Véritables mises en scène en trois dimensions, faites de papier mâché et de matériaux divers, les œuvres de Forêt témoignent d’humour et de poésie. Portes ouvertes sur un monde où l’imaginaire est roi, elles racontent des histoires qui font sourire. Personnages, animaux et arbres se côtoient dans une vision artistique qui rappelle toutes les possibilités des rêves, que ce soit ceux que l’on fait en dormant une fois adulte ou ceux que l’on vit, bien éveillé, pendant l’enfance.
Site internet:
http://jacquesthisdel.com
La photographe Catherine Rondeau a développé, au fil des ans, un intérêt pour le surréalisme et une expertise en manipulation de l’imagerie numérique. Privilégiant la lumière naturelle et la spontanéité lors de la prise de vue, elle prend désormais plaisir à jouer avec les lieux et les éléments afin de créer des univers oniriques où les frontières du vrai et du faux se brouillent.

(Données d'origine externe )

use itertools::{Either, Itertools};

use crate::expected::Expected;

impl<T, E, V> FromIterator<Expected<T, E>> for Expected<V, E>
where
    V: FromIterator<T>,
{
    fn from_iter<I: IntoIterator<Item = Expected<T, E>>>(iter: I) -> Self {
        iter.into_iter()
            .map(Expected::into_result)
            .collect::<Result<V, E>>()
            .into()
    }
}

pub fn sequence<T, E, I>(items: I) -> Expected<Vec<T>, E>
where
    I: IntoIterator<Item = Expected<T, E>>,
{
    items.into_iter().collect()
}

pub fn partition<T, E, I>(items: I) -> (Vec<T>, Vec<E>)
where
    I: IntoIterator<Item = Expected<T, E>>,
{
    items.into_iter().partition_map(|item| match item {
        Expected::Value(value) => Either::Left(value),
        Expected::Error(error) => Either::Right(error),
    })
}

pub fn compose<T, U, V, E>(
    f: impl Fn(T) -> Expected<U, E>,
    g: impl Fn(U) -> Expected<V, E>,
) -> impl Fn(T) -> Expected<V, E> {
    move |x| f(x).bind_expected(&g)
}

pub fn apply_binders<T, E, F>(item: T, binders: &[F]) -> Expected<T, E>
where
    F: Fn(T) -> Expected<T, E>,
{
    binders
        .iter()
        .fold(Expected::of_value(item), |acc, binder| acc.bind_expected(binder))
}
//! The `Expected` disjoint union and its Railway-style combinators.
//!
//! An `Expected<T, E>` holds either the expected value (`T`) or an
//! unexpected error value (`E`). Which one is fixed at construction; every
//! transformation produces a new instance.

use std::fmt;

use serde::{Deserialize, Serialize};

use crate::error::{Error, Slot};
use crate::result::Result;

/// Either an expected value or an unexpected error value.
///
/// Absent payloads are expressed by the caller through the payload type,
/// e.g. `Expected<Option<i32>, E>`. The variant alone decides success or
/// failure, so `Expected::of_value(None)` is still a success.
///
/// # Examples
///
/// ```
/// use expected_core::Expected;
///
/// let parsed: Expected<i32, String> = Expected::of_value(1337);
/// let next = parsed.map(|v| v + 1);
/// assert_eq!(next.get_value(), Ok(&1338));
///
/// let failed: Expected<i32, u16> = Expected::of_error(404);
/// assert_eq!(failed.map(|v| v + 1).get_error(), Ok(&404));
/// ```
#[derive(Debug, Clone, Copy, PartialEq, Eq, Hash, Serialize, Deserialize)]
#[serde(rename_all = "snake_case")]
#[must_use = "an Expected may hold an error value which should be handled"]
pub enum Expected<T, E> {
    /// The expected value.
    Value(T),
    /// The unexpected error value.
    Error(E),
}

impl<T, E> Expected<T, E> {
    /// Make an `Expected` holding the given value.
    pub const fn of_value(value: T) -> Self {
        Self::Value(value)
    }

    /// Make an `Expected` holding the given error value.
    pub const fn of_error(error: E) -> Self {
        Self::Error(error)
    }

    /// True if this holds the expected value.
    #[must_use]
    pub const fn has_value(&self) -> bool {
        matches!(self, Self::Value(_))
    }

    /// True if this holds an unexpected error value.
    #[must_use]
    pub const fn has_error(&self) -> bool {
        !self.has_value()
    }

    /// Borrow the expected value.
    ///
    /// # Errors
    ///
    /// Returns [`Error::MissingElement`] if this holds an error value,
    /// whatever that error value is.
    pub fn get_value(&self) -> Result<&T> {
        match self {
            Self::Value(value) => Ok(value),
            Self::Error(_) => Err(missing(Slot::Value)),
        }
    }

    /// Borrow the error value.
    ///
    /// # Errors
    ///
    /// Returns [`Error::MissingElement`] if this holds the expected value.
    pub fn get_error(&self) -> Result<&E> {
        match self {
            Self::Error(error) => Ok(error),
            Self::Value(_) => Err(missing(Slot::Error)),
        }
    }

    /// Take the expected value.
    ///
    /// # Errors
    ///
    /// Returns [`Error::MissingElement`] if this holds an error value.
    pub fn into_value(self) -> Result<T> {
        match self {
            Self::Value(value) => Ok(value),
            Self::Error(_) => Err(missing(Slot::Value)),
        }
    }

    /// Take the error value.
    ///
    /// # Errors
    ///
    /// Returns [`Error::MissingElement`] if this holds the expected value.
    pub fn into_error(self) -> Result<E> {
        match self {
            Self::Error(error) => Ok(error),
            Self::Value(_) => Err(missing(Slot::Error)),
        }
    }

    /// The expected value, discarding any error value.
    #[must_use]
    pub fn value(self) -> Option<T> {
        match self {
            Self::Value(value) => Some(value),
            Self::Error(_) => None,
        }
    }

    /// The error value, discarding any expected value.
    #[must_use]
    pub fn error(self) -> Option<E> {
        match self {
            Self::Error(error) => Some(error),
            Self::Value(_) => None,
        }
    }

    /// Convert from `&Expected<T, E>` to `Expected<&T, &E>`.
    pub const fn as_ref(&self) -> Expected<&T, &E> {
        match self {
            Self::Value(value) => Expected::Value(value),
            Self::Error(error) => Expected::Error(error),
        }
    }

    /// Call `consumer` with the expected value, if there is one.
    pub fn if_value<F>(&self, consumer: F)
    where
        F: FnOnce(&T),
    {
        if let Self::Value(value) = self {
            consumer(value);
        }
    }

    /// Keep the expected value only if it matches `predicate`.
    ///
    /// The predicate is never called on an error value.
    #[must_use]
    pub fn filter<P>(self, predicate: P) -> Option<T>
    where
        P: FnOnce(&T) -> bool,
    {
        match self {
            Self::Value(value) => predicate(&value).then_some(value),
            Self::Error(_) => None,
        }
    }

    /// Apply `mapper` to the expected value and wrap the result as a value.
    ///
    /// An error value is carried over unchanged and `mapper` is not called.
    pub fn map<U, F>(self, mapper: F) -> Expected<U, E>
    where
        F: FnOnce(T) -> U,
    {
        match self {
            Self::Value(value) => Expected::Value(mapper(value)),
            Self::Error(error) => Expected::Error(error),
        }
    }

    /// Apply `binder` to the expected value and return its result unwrapped.
    ///
    /// Returns `None` for an error value without calling `binder`.
    pub fn bind<U, F>(self, binder: F) -> Option<U>
    where
        F: FnOnce(T) -> U,
    {
        match self {
            Self::Value(value) => Some(binder(value)),
            Self::Error(_) => None,
        }
    }

    /// Chain a fallible step: the binder's `Expected` is returned as is.
    ///
    /// An error value is carried over unchanged and `binder` is not called.
    pub fn bind_expected<U, F>(self, binder: F) -> Expected<U, E>
    where
        F: FnOnce(T) -> Expected<U, E>,
    {
        match self {
            Self::Value(value) => binder(value),
            Self::Error(error) => Expected::Error(error),
        }
    }

    /// Apply `mapper` to the error value, leaving an expected value alone.
    pub fn map_error<F2, F>(self, mapper: F) -> Expected<T, F2>
    where
        F: FnOnce(E) -> F2,
    {
        match self {
            Self::Value(value) => Expected::Value(value),
            Self::Error(error) => Expected::Error(mapper(error)),
        }
    }

    /// Map both sides in a single operation.
    pub fn bimap<U, F2, VF, EF>(self, value_fn: VF, error_fn: EF) -> Expected<U, F2>
    where
        VF: FnOnce(T) -> U,
        EF: FnOnce(E) -> F2,
    {
        match self {
            Self::Value(value) => Expected::Value(value_fn(value)),
            Self::Error(error) => Expected::Error(error_fn(error)),
        }
    }

    /// Perform a side effect on the expected value, returning `self`.
    pub fn tap_value<F>(self, f: F) -> Self
    where
        F: FnOnce(&T),
    {
        if let Self::Value(ref value) = self {
            f(value);
        }
        self
    }

    /// Perform a side effect on the error value, returning `self`.
    pub fn tap_error<F>(self, f: F) -> Self
    where
        F: FnOnce(&E),
    {
        if let Self::Error(ref error) = self {
            f(error);
        }
        self
    }

    /// The expected value, or `default`.
    pub fn value_or(self, default: T) -> T {
        match self {
            Self::Value(value) => value,
            Self::Error(_) => default,
        }
    }

    /// The expected value, or one computed from the error value.
    pub fn value_or_else<F>(self, f: F) -> T
    where
        F: FnOnce(E) -> T,
    {
        match self {
            Self::Value(value) => value,
            Self::Error(error) => f(error),
        }
    }

    /// Convert into a standard `Result`.
    ///
    /// # Errors
    ///
    /// Returns the error value as `Err`.
    pub fn into_result(self) -> std::result::Result<T, E> {
        match self {
            Self::Value(value) => Ok(value),
            Self::Error(error) => Err(error),
        }
    }
}

fn missing(slot: Slot) -> Error {
    tracing::debug!(%slot, "Accessor called on the inactive slot");
    Error::missing_element(slot)
}

impl<T, E> From<std::result::Result<T, E>> for Expected<T, E> {
    fn from(result: std::result::Result<T, E>) -> Self {
        match result {
            Ok(value) => Self::Value(value),
            Err(error) => Self::Error(error),
        }
    }
}

impl<T, E> From<Expected<T, E>> for std::result::Result<T, E> {
    fn from(expected: Expected<T, E>) -> Self {
        expected.into_result()
    }
}

impl<T: fmt::Display, E: fmt::Display> fmt::Display for Expected<T, E> {
    fn fmt(&self, f: &mut fmt::Formatter<'_>) -> fmt::Result {
        match self {
            Self::Value(value) => write!(f, "value({value})"),
            Self::Error(error) => write!(f, "error({error})"),
        }
    }
}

S’inspirant de l’univers des contes, De l’autre côté du miroir présente une série d’images photographiques qui explore ce qui se joue, de l’autre côté du miroir, dans la tête d’un enfant occupé à négocier son rapport au monde, usant de son imagination pour relâcher des tensions intérieures. Les rêveries de l’enfant viennent à la rencontre de ses désirs et les comblent, lui permettant ainsi de mieux composer avec la réalité. Véritables portes d’entrée dans l’univers de l’imaginaire de l’enfance, les œuvres de Catherine Rondeau sont empreintes de sensibilité, tantôt humoristiques, tantôt tragiques, mais toujours à l’image des fabulations indispensables au développement d’un enfant qui, demain, aura à inventer le monde.
Site internet:
http://www.catherinerondeau.com
Catherine Rondeau, Place de l’horloge.